Mais quels sont ces liens secrets qui m'attachent ainsi à cette fille? Quel est ce charme invincible qui me force à la contempler sans cesse, et ne me fait trouver du plaisir qu'à ses côtés?

Je ne suis cependant pas tout à fait sans inquiétudes. Le souvenir de mes peines passées est encore présent à mon esprit. Quelquefois en suspens entre l'espérance et la crainte, je contemple en silence mon bonheur: je me demande si ce n'est point un songe; je tremble que quelque accident imprévu ne vienne encore changer en pleurs les transports de ma joie.

Non, cher Panin, je ne serai pleinement heureux que lorsque ma Lucile me sera unie par des nœuds indissolubles.

De …, le 21 avril 1771.

LXXXX
GUSTAVE A SIGISMOND.

A Pinsk.

Nous nous sommes retirés au château de Minsko pour y faire les préparatifs de la noce, et jouir de plus de tranquillité.
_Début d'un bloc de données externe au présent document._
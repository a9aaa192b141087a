use thiserror::Error;

/// Reasons a calculation request cannot produce a result.
///
/// The front end renders every variant the same way (a blank result), but
/// they stay distinct so callers and tests can tell them apart.
#[derive(Debug, Clone, PartialEq, Error)]
pub enum CalcError {
    #[error("principal is not a number: {0:?}")]
    Parse(String),

    #[error("unknown term: {0:?}")]
    UnknownTerm(String),

    #[error("invalid {field}: {value}")]
    InvalidDomainValue { field: &'static str, value: f64 },
}
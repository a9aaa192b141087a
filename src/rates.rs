//! Fixed-term deposit products offered by the calculator.

/// Label shown before any term has been picked. Never a catalog key.
pub const TERM_DEFAULT: &str = "[Select a Term]";

/// A deposit product: annual rate as a fraction and duration in months.
#[derive(Debug, Clone, PartialEq)]
pub struct Term {
    pub label: &'static str,
    pub annual_rate: f64,
    pub term_months: f64,
}

// Purdue Federal Credit Union certificate rates, July 2023.
const CATALOG: [Term; 3] = [
    Term {
        label: "8-Month",
        annual_rate: 0.0512,
        term_months: 8.0,
    },
    Term {
        label: "15-Month",
        annual_rate: 0.0512,
        term_months: 15.0,
    },
    Term {
        label: "29-Month",
        annual_rate: 0.0405,
        term_months: 29.0,
    },
];

#[derive(Debug, Clone)]
pub struct RateTable {
    terms: Vec<Term>,
}

impl Default for RateTable {
    fn default() -> Self {
        Self {
            terms: CATALOG.to_vec(),
        }
    }
}

impl RateTable {
    /// Find a term by label. The sentinel label is never found.
    pub fn lookup(&self, label: &str) -> Option<&Term> {
        self.terms.iter().find(|term| term.label == label)
    }

    /// Labels in menu order, sentinel first.
    pub fn labels(&self) -> Vec<&'static str> {
        std::iter::once(TERM_DEFAULT)
            .chain(self.terms.iter().map(|term| term.label))
            .collect()
    }

    pub fn terms(&self) -> &[Term] {
        &self.terms
    }
}
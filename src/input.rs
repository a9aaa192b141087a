//! Key bindings for each screen.

use crossterm::event::{KeyCode, KeyEvent};

use crate::app::{App, UiEvent};
use crate::navigation::NavigationState;

pub fn handle_key(app: &mut App, key: KeyEvent) -> Option<UiEvent> {
    match app.screen() {
        NavigationState::Selection => handle_selection_input(app, key),
        NavigationState::Calculation => handle_calculation_input(app, key),
    }
}

fn handle_selection_input(app: &mut App, key: KeyEvent) -> Option<UiEvent> {
    let labels = app.rates.labels();
    match key.code {
        KeyCode::Down | KeyCode::Char('j') => {
            if app.menu_cursor + 1 < labels.len() {
                app.menu_cursor += 1;
            }
            Some(UiEvent::TermChosen(labels[app.menu_cursor].to_string()))
        }
        KeyCode::Up | KeyCode::Char('k') => {
            app.menu_cursor = app.menu_cursor.saturating_sub(1);
            Some(UiEvent::TermChosen(labels[app.menu_cursor].to_string()))
        }
        KeyCode::Enter | KeyCode::Char('l') | KeyCode::Right => Some(UiEvent::NavigateForward),
        KeyCode::Esc | KeyCode::Char('q') => Some(UiEvent::ExitRequested),
        _ => None,
    }
}

fn handle_calculation_input(app: &mut App, key: KeyEvent) -> Option<UiEvent> {
    match key.code {
        KeyCode::Char(c) if c.is_ascii_digit() || c == '.' || c == '-' => {
            app.principal_input.push(c);
            None
        }
        KeyCode::Backspace => {
            app.principal_input.pop();
            None
        }
        KeyCode::Enter => Some(UiEvent::CalculateRequested(app.principal_input.clone())),
        KeyCode::Esc | KeyCode::Left => Some(UiEvent::NavigateBack),
        KeyCode::Char('q') | KeyCode::Char('Q') => Some(UiEvent::ExitRequested),
        _ => None,
    }
}
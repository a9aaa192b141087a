//! Certificate of deposit calculator.
//!
//! Pick a fixed-term deposit, enter a principal, and see the average monthly
//! dividend and the end-of-term total. The terminal front end lives in
//! [`ui`] and [`input`]; [`app`] connects it to the calculator core.

pub mod app;
pub mod calculator;
pub mod config;
pub mod entry;
pub mod error;
pub mod input;
pub mod logging;
pub mod navigation;
pub mod rates;
pub mod terminal;
pub mod ui;

pub use app::{App, Effect, UiEvent};
pub use calculator::{compute, CalculationResult};
pub use entry::parse_principal;
pub use error::CalcError;
pub use navigation::{NavigationController, NavigationState};
pub use rates::{RateTable, Term, TERM_DEFAULT};
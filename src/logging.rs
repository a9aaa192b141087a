use std::fs::OpenOptions;

use anyhow::{Context, Result};
use env_logger::{Builder, Env, Target};

use crate::config::Settings;

/// Install the global logger, appending to `settings.log_file`.
///
/// The alternate screen owns the terminal while the app runs, so log lines
/// never go to stdout or stderr.
pub fn init_logging(settings: &Settings) -> Result<()> {
    let Some(path) = &settings.log_file else {
        return Ok(());
    };

    let file = OpenOptions::new()
        .create(true)
        .append(true)
        .open(path)
        .with_context(|| format!("Opening log file: {}", path.display()))?;

    Builder::from_env(Env::default().default_filter_or(settings.log_level.as_str()))
        .target(Target::Pipe(Box::new(file)))
        .try_init()
        .context("Installing logger")?;

    Ok(())
}
use crate::error::CalcError;

/// Parse the principal text field.
///
/// Surrounding whitespace is ignored. Anything that is not a finite decimal
/// number is a `CalcError::Parse`; the sign is not checked here.
pub fn parse_principal(raw: &str) -> Result<f64, CalcError> {
    let trimmed = raw.trim();
    match trimmed.parse::<f64>() {
        Ok(value) if value.is_finite() => Ok(value),
        _ => Err(CalcError::Parse(raw.to_string())),
    }
}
Les soucis fuient de ces lieux; aucune sombre pensée n'ose en approcher; une douce paix coule au fond de nos cœurs; rien ne peut plus troubler ma joie.

Lucile a recouvré la fleur de la santé, la fraîcheur de sa jeunesse, son enjouement, sa gaîté; toutes ses grâces se sont ranimées: elle est même embellie; ses yeux ont je ne sais quoi de céleste, sa voix, je ne sais quoi d'angélique, sa personne, je ne sais quoi de divin.